# EXERCISE DESCRIPTION
Using the listing below, set down exactly the lines starting at the line that contains "10.0, 1_005.0], &adaptive()).unwrap();" and ending at the line that contains "assert_eq!(t.bounds(), &[3.0, 9.0, 18.0, 36.0]);", both included, and no others.

"""

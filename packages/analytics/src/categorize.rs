//! Severity binning.
//!
//! Grouped aggregates (damage per country, events per country) are mapped
//! onto a small ordered set of labels. Boundaries come from
//! [`compute_thresholds`], which is the only place the threshold rules
//! live. [`categorize`] then guarantees that every label appears in the
//! output, inserting zero-weight placeholders for empty categories so
//! legends and colour assignments stay stable between renders.

use disaster_dash_analytics_models::{CategorizedEntry, LayerDefinition, ThresholdPolicy};

use crate::AnalyticsError;

/// Ascending upper bounds for each bin except the last.
#[derive(Debug, Clone, PartialEq)]
pub struct Thresholds {
    bounds: Vec<f64>,
}

impl Thresholds {
    /// Wraps a set of ascending bounds.
    #[must_use]
    pub const fn new(bounds: Vec<f64>) -> Self {
        Self { bounds }
    }

    /// The upper bounds.
    #[must_use]
    pub fn bounds(&self) -> &[f64] {
        &self.bounds
    }

    /// Returns the bin index for `value`: the first bound it doesn't
    /// exceed, or the last bin.
    #[must_use]
    pub fn bin_of(&self, value: f64) -> usize {
        self.bounds
            .iter()
            .position(|bound| value <= *bound)
            .unwrap_or(self.bounds.len())
    }
}

/// Median of `values`, or `None` if empty.
#[must_use]
pub fn median(values: &[f64]) -> Option<f64> {
    if values.is_empty() {
        return None;
    }
    let mut sorted = values.to_vec();
    sorted.sort_by(f64::total_cmp);
    let mid = sorted.len() / 2;
    if sorted.len() % 2 == 0 {
        Some(f64::midpoint(sorted[mid - 1], sorted[mid]))
    } else {
        Some(sorted[mid])
    }
}

/// Arithmetic mean of `values`, or `None` if empty.
#[must_use]
pub fn mean(values: &[f64]) -> Option<f64> {
    if values.is_empty() {
        return None;
    }
    #[allow(clippy::cast_precision_loss)]
    let len = values.len() as f64;
    Some(values.iter().sum::<f64>() / len)
}

/// Picks bin boundaries for the current distribution of `values`.
///
/// * No values: `None`, so only placeholders are produced.
/// * [`ThresholdPolicy::Fixed`]: the configured bounds.
/// * [`ThresholdPolicy::Adaptive`]: each multiplier scaled by an anchor.
///   The anchor is the median when the distribution is skewed
///   (`mean > skew_ratio * median`) and the mean otherwise. A non-positive
///   anchor falls back to the largest value.
#[must_use]
pub fn compute_thresholds(values: &[f64], policy: &ThresholdPolicy) -> Option<Thresholds> {
    if values.is_empty() {
        return None;
    }

    match policy {
        ThresholdPolicy::Fixed { bounds } => Some(Thresholds::new(bounds.clone())),
        ThresholdPolicy::Adaptive {
            multipliers,
            skew_ratio,
        } => {
            let median = median(values)?;
            let mean = mean(values)?;
            let mut anchor = if mean > skew_ratio * median {
                median
            } else {
                mean
            };
            if anchor <= 0.0 {
                anchor = values.iter().copied().fold(0.0, f64::max);
            }

            log::trace!("Adaptive bins: median={median} mean={mean} anchor={anchor}");

            Some(Thresholds::new(
                multipliers.iter().map(|m| anchor * m).collect(),
            ))
        }
    }
}

/// Assigns each `(key, value)` pair to a labelled bin.
///
/// The output holds every label at least once and is ordered by category;
/// entries sharing a category keep their input order. Categories with no
/// real entry get a placeholder with an empty key, zero value, and
/// `is_real = false`. With `thresholds = None` every real entry lands in
/// the first category.
#[must_use]
pub fn categorize(
    entries: Vec<(Vec<String>, f64)>,
    labels: &[String],
    thresholds: Option<&Thresholds>,
) -> Vec<CategorizedEntry> {
    if labels.is_empty() {
        return Vec::new();
    }

    let last = labels.len() - 1;
    let mut buckets: Vec<Vec<CategorizedEntry>> = vec![Vec::new(); labels.len()];

    for (key, value) in entries {
        let category = thresholds.map_or(0, |t| t.bin_of(value)).min(last);
        buckets[category].push(CategorizedEntry {
            key,
            value,
            category,
            label: labels[category].clone(),
            is_real: true,
        });
    }

    for (category, bucket) in buckets.iter_mut().enumerate() {
        if bucket.is_empty() {
            bucket.push(CategorizedEntry {
                key: Vec::new(),
                value: 0.0,
                category,
                label: labels[category].clone(),
                is_real: false,
            });
        }
    }

    buckets.into_iter().flatten().collect()
}

/// Checks that a layer definition is internally consistent.
///
/// # Errors
///
/// Returns [`AnalyticsError::Config`] if the label count doesn't match the
/// bound count, bounds or multipliers aren't ascending and finite, or the
/// layer has no grouping columns.
pub fn validate_layer(def: &LayerDefinition) -> Result<(), AnalyticsError> {
    let invalid = |message: String| AnalyticsError::Config {
        layer: def.id.clone(),
        message,
    };

    if def.group_by.is_empty() {
        return Err(invalid("group_by must name at least one column".to_string()));
    }

    let expected = def.policy.bound_count() + 1;
    if def.labels.len() != expected {
        return Err(invalid(format!(
            "expected {expected} labels for {} bounds, found {}",
            expected - 1,
            def.labels.len()
        )));
    }

    let steps = match &def.policy {
        ThresholdPolicy::Fixed { bounds } => bounds,
        ThresholdPolicy::Adaptive {
            multipliers,
            skew_ratio,
        } => {
            if !skew_ratio.is_finite() || *skew_ratio <= 0.0 {
                return Err(invalid(format!("skew_ratio must be positive, got {skew_ratio}")));
            }
            if multipliers.iter().any(|m| *m <= 0.0) {
                return Err(invalid("multipliers must be positive".to_string()));
            }
            multipliers
        }
    };

    if steps.iter().any(|v| !v.is_finite()) {
        return Err(invalid("bounds must be finite".to_string()));
    }
    if steps.windows(2).any(|w| w[0] > w[1]) {
        return Err(invalid("bounds must be ascending".to_string()));
    }

    Ok(())
}

#[cfg(test)]
mod tests {
    use super::*;
    use disaster_dash_analytics_models::{DEFAULT_BIN_LABELS, LayerMetric};
    use disaster_dash_dataset_models::GroupColumn;

    fn labels() -> Vec<String> {
        DEFAULT_BIN_LABELS.iter().map(ToString::to_string).collect()
    }

    fn adaptive() -> ThresholdPolicy {
        ThresholdPolicy::Adaptive {
            multipliers: vec![0.25, 0.75, 1.5, 3.0],
            skew_ratio: 2.0,
        }
    }

    fn entry(name: &str, value: f64) -> (Vec<String>, f64) {
        (vec![name.to_string()], value)
    }

    #[test]
    fn bin_of_uses_inclusive_upper_bounds() {
        let t = Thresholds::new(vec![10.0, 20.0]);
        assert_eq!(t.bin_of(0.0), 0);
        assert_eq!(t.bin_of(10.0), 0);
        assert_eq!(t.bin_of(10.5), 1);
        assert_eq!(t.bin_of(20.0), 1);
        assert_eq!(t.bin_of(1e12), 2);
    }

    #[test]
    fn median_and_mean() {
        assert_eq!(median(&[3.0, 1.0, 2.0]), Some(2.0));
        assert_eq!(median(&[4.0, 1.0, 2.0, 3.0]), Some(2.5));
        assert_eq!(mean(&[1.0, 2.0, 6.0]), Some(3.0));
        assert_eq!(median(&[]), None);
        assert_eq!(mean(&[]), None);
    }

    #[test]
    fn no_values_means_no_thresholds() {
        assert_eq!(compute_thresholds(&[], &adaptive()), None);
    }

    #[test]
    fn balanced_distribution_anchors_on_mean() {
        // mean 20, median 20
        let t = compute_thresholds(&[10.0, 20.0, 30.0], &adaptive()).unwrap();
        assert_eq!(t.bounds(), &[5.0, 15.0, 30.0, 60.0]);
    }

    #[test]
    fn skewed_distribution_anchors_on_median() {
        // mean 340, median 10
        let t = compute_thresholds(&[5.0, 10.0, 1_005.0], &adaptive()).unwrap();
        assert_eq!(t.bounds(), &[2.5, 7.5, 15.0, 30.0]);
    }

    #[test]
    fn zero_anchor_falls_back_to_max() {
        // mean 4, median 0
        let t = compute_thresholds(&[0.0, 0.0, 12.0], &adaptive()).unwrap();
        assert_eq!(t.bounds(), &[3.0, 9.0, 18.0, 36.0]);
    }

    #[test]
    fn small_values_still_spread_across_bins() {
        let values = [1.0, 2.0, 3.0, 4.0, 5.0];
        let t = compute_thresholds(&values, &adaptive()).unwrap();
        let bins: std::collections::BTreeSet<usize> =
            values.iter().map(|v| t.bin_of(*v)).collect();
        assert!(bins.len() >= 3, "values collapsed into {bins:?}");
    }

    #[test]
    fn fixed_policy_returns_configured_bounds() {
        let policy = ThresholdPolicy::Fixed {
            bounds: vec![1.0, 5.0, 10.0, 50.0],
        };
        let t = compute_thresholds(&[100.0], &policy).unwrap();
        assert_eq!(t.bounds(), &[1.0, 5.0, 10.0, 50.0]);
    }

    #[test]
    fn every_label_appears_in_category_order() {
        let t = Thresholds::new(vec![1.0, 5.0, 10.0, 50.0]);
        let out = categorize(
            vec![entry("A", 100.0), entry("B", 0.5), entry("C", 0.9)],
            &labels(),
            Some(&t),
        );

        let categories: Vec<usize> = out.iter().map(|e| e.category).collect();
        assert_eq!(categories, vec![0, 0, 1, 2, 3, 4]);

        assert_eq!(out[0].key, vec!["B"]);
        assert_eq!(out[1].key, vec!["C"]);
        assert!(out[0].is_real && out[1].is_real);

        for placeholder in &out[2..5] {
            assert!(!placeholder.is_real);
            assert!(placeholder.value.abs() < f64::EPSILON);
            assert!(placeholder.key.is_empty());
        }

        assert_eq!(out[5].key, vec!["A"]);
        assert_eq!(out[5].label, "Very high");
    }

    #[test]
    fn empty_input_yields_only_placeholders() {
        let out = categorize(Vec::new(), &labels(), None);
        assert_eq!(out.len(), DEFAULT_BIN_LABELS.len());
        for (i, e) in out.iter().enumerate() {
            assert_eq!(e.category, i);
            assert_eq!(e.label, DEFAULT_BIN_LABELS[i]);
            assert!(!e.is_real);
        }
    }

    #[test]
    fn each_label_identity_appears_exactly_once_among_placeholders_or_real() {
        let t = Thresholds::new(vec![1.0, 5.0, 10.0, 50.0]);
        let out = categorize(vec![entry("A", 3.0), entry("B", 4.0)], &labels(), Some(&t));
        let mut seen: Vec<&str> = out.iter().map(|e| e.label.as_str()).collect();
        seen.dedup();
        assert_eq!(seen, DEFAULT_BIN_LABELS);
    }

    fn layer(labels: Vec<String>, policy: ThresholdPolicy) -> LayerDefinition {
        LayerDefinition {
            id: "test".to_string(),
            title: "Test".to_string(),
            metric: LayerMetric::Count,
            group_by: vec![GroupColumn::Country],
            labels,
            policy,
        }
    }

    #[test]
    fn validates_layer_shape() {
        assert!(validate_layer(&layer(labels(), adaptive())).is_ok());

        let too_few = layer(labels()[..3].to_vec(), adaptive());
        assert!(validate_layer(&too_few).is_err());

        let descending = layer(
            labels(),
            ThresholdPolicy::Fixed {
                bounds: vec![10.0, 5.0, 20.0, 30.0],
            },
        );
        assert!(validate_layer(&descending).is_err());

        let mut ungrouped = layer(labels(), adaptive());
        ungrouped.group_by.clear();
        assert!(validate_layer(&ungrouped).is_err());
    }
}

"""

# EXERCISE RESPONSE
        let t = compute_thresholds(&[5.0, 10.0, 1_005.0], &adaptive()).unwrap();
        assert_eq!(t.bounds(), &[2.5, 7.5, 15.0, 30.0]);
    }

    #[test]
    fn zero_anchor_falls_back_to_max() {
        // mean 4, median 0
        let t = compute_thresholds(&[0.0, 0.0, 12.0], &adaptive()).unwrap();
        assert_eq!(t.bounds(), &[3.0, 9.0, 18.0, 36.0]);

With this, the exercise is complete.